● ASSIGNMENT
Return every line of the data below that includes the string "charged".

──────── DATA SHOWN

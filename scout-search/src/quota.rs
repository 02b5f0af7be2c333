//! Daily unit budgets for quota-limited APIs.
//!
//! The YouTube Data API charges units per call (100 for a search, 1 for a
//! videos lookup) against a daily budget that resets at midnight UTC.
//! [`QuotaTracker`] counts usage with plain atomics and no locking; under
//! heavy concurrency the count is approximate, which is acceptable because
//! the upstream API enforces the real limit.

use std::sync::atomic::{AtomicI64, AtomicU64, Ordering};

use chrono::{Datelike, Utc};

use crate::error::SearchError;

/// Default YouTube Data API daily budget.
pub const YOUTUBE_DAILY_UNITS: u64 = 10_000;
/// Units charged for a `search.list` call.
pub const YOUTUBE_SEARCH_COST: u64 = 100;
/// Units charged for a `videos.list` call.
pub const YOUTUBE_VIDEOS_COST: u64 = 1;

/// Rolling daily unit counter for one API.
#[derive(Debug)]
pub struct QuotaTracker {
    name: String,
    daily_limit: u64,
    used: AtomicU64,
    day: AtomicI64,
}

impl QuotaTracker {
    /// Create a tracker allowing `daily_limit` units per UTC day.
    pub fn new(name: impl Into<String>, daily_limit: u64) -> Self {
        Self {
            name: name.into(),
            daily_limit,
            used: AtomicU64::new(0),
            day: AtomicI64::new(today()),
        }
    }

    /// Charge `units` against today's budget.
    ///
    /// # Errors
    ///
    /// Returns [`SearchError::QuotaExceeded`] if the charge would exceed the budget.
    pub fn try_consume(&self, units: u64) -> Result<(), SearchError> {
        self.try_consume_on(today(), units)
    }

    /// Units still available today.
    pub fn remaining(&self) -> u64 {
        self.roll(today());
        self.daily_limit.saturating_sub(self.used.load(Ordering::Relaxed))
    }

    /// Units used so far today.
    pub fn used(&self) -> u64 {
        self.roll(today());
        self.used.load(Ordering::Relaxed)
    }

    fn try_consume_on(&self, day: i64, units: u64) -> Result<(), SearchError> {
        self.roll(day);
        let used = self.used.load(Ordering::Relaxed);
        if used.saturating_add(units) > self.daily_limit {
            return Err(SearchError::QuotaExceeded(format!(
                "{}: {used}/{} units used today",
                self.name, self.daily_limit
            )));
        }
        self.used.fetch_add(units, Ordering::Relaxed);
        Ok(())
    }

    /// Reset the counter when the stored day is behind `day`.
    fn roll(&self, day: i64) {
        let stored = self.day.load(Ordering::Relaxed);
        if stored < day
            && self
                .day
                .compare_exchange(stored, day, Ordering::Relaxed, Ordering::Relaxed)
                .is_ok()
        {
            self.used.store(0, Ordering::Relaxed);
            tracing::debug!(api = self.name.as_str(), "daily quota reset");
        }
    }
}

fn today() -> i64 {
    i64::from(Utc::now().date_naive().num_days_from_ce())
}
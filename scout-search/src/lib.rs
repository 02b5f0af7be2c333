//! # scout-search
//!
//! Resilient retrieval from many third-party sources.
//!
//! This crate provides the building blocks the `scout` research engine
//! fans out over: an ordered fallback executor, one client per external
//! source, and the heuristics that score and merge what comes back.
//!
//! ## Design
//!
//! - [`FallbackExecutor`] runs an ordered chain of interchangeable
//!   operations with per-attempt timeouts, retries with backoff, and a
//!   last-resort TTL cache
//! - Every source (Q&A, video, community, web search, documentation) is a
//!   [`SourceClient`] that protects its own API with its own chain
//! - Results from every source share one shape, [`RetrievedItem`], so
//!   trust scoring and deduplication never care where an item came from
//! - The TTL cache and the YouTube quota tracker are explicit values,
//!   created once by the caller and shared by `Arc`
//!
//! ## Security
//!
//! - API keys are read from configuration and never logged
//! - Search queries are logged only at trace level
//! - No network listeners: this is a library, not a server

pub mod config;
pub mod error;
pub mod fallback;
pub mod http;
pub mod merge;
pub mod quota;
pub mod scoring;
pub mod sources;
pub mod types;

use std::sync::Arc;

pub use config::{SourceConfig, SourceEndpoints, WebProvider};
pub use error::{Result, SearchError};
pub use fallback::{ExecuteOptions, FallbackExecutor, Operation, TtlCache};
pub use quota::QuotaTracker;
pub use sources::{SourceClient, SourceContext, SourceQuery};
pub use types::{ChainResult, ItemDetail, RetrievedItem, SourceCategory, SourceType};

/// Build the shared [`SourceContext`] every source client is constructed from.
///
/// Validates `config`, builds the shared HTTP client, and wires the
/// executor to `cache` when one is given.
///
/// # Errors
///
/// Returns [`SearchError::Config`] if the configuration is invalid or the
/// HTTP client cannot be built.
///
/// # Examples
///
/// ```no_run
/// # async fn example() -> scout_search::Result<()> {
/// use std::sync::Arc;
/// use std::time::Duration;
/// use scout_search::{ExecuteOptions, SourceClient, SourceConfig, SourceQuery, TtlCache};
///
/// let cache = Arc::new(TtlCache::new(Duration::from_secs(300), 1_000));
/// let ctx = scout_search::source_context(SourceConfig::default(), Some(cache), ExecuteOptions::default())?;
/// let client = scout_search::sources::HackernewsClient::new(ctx);
/// let stories = client.fetch(&SourceQuery::new("stripe"), 5).await?;
/// for item in &stories.data {
///     println!("{}: {}", item.title, item.url);
/// }
/// # Ok(())
/// # }
/// ```
pub fn source_context(
    config: SourceConfig,
    cache: Option<Arc<TtlCache>>,
    retry: ExecuteOptions,
) -> Result<SourceContext> {
    config.validate()?;
    let http = http::build_client(&config)?;
    let executor = match cache {
        Some(cache) => FallbackExecutor::with_cache(cache),
        None => FallbackExecutor::new(),
    };
    Ok(SourceContext::new(http, Arc::new(config), executor, retry))
}

#[cfg(test)]
mod tests {
    use super::*;

    #[test]
    fn source_context_rejects_invalid_config() {
        let config = SourceConfig {
            http_timeout_secs: 0,
            ..Default::default()
        };
        let err = source_context(config, None, ExecuteOptions::default()).unwrap_err();
        assert!(matches!(err, SearchError::Config(_)));
    }

    #[test]
    fn source_context_builds_with_defaults() {
        let ctx = source_context(SourceConfig::default(), None, ExecuteOptions::default())
            .expect("defaults are valid");
        assert_eq!(ctx.config.http_timeout_secs, 10);
    }
}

────────────────

● TASK ANSWER
/// Units charged for a `search.list` call.
/// Units charged for a `videos.list` call.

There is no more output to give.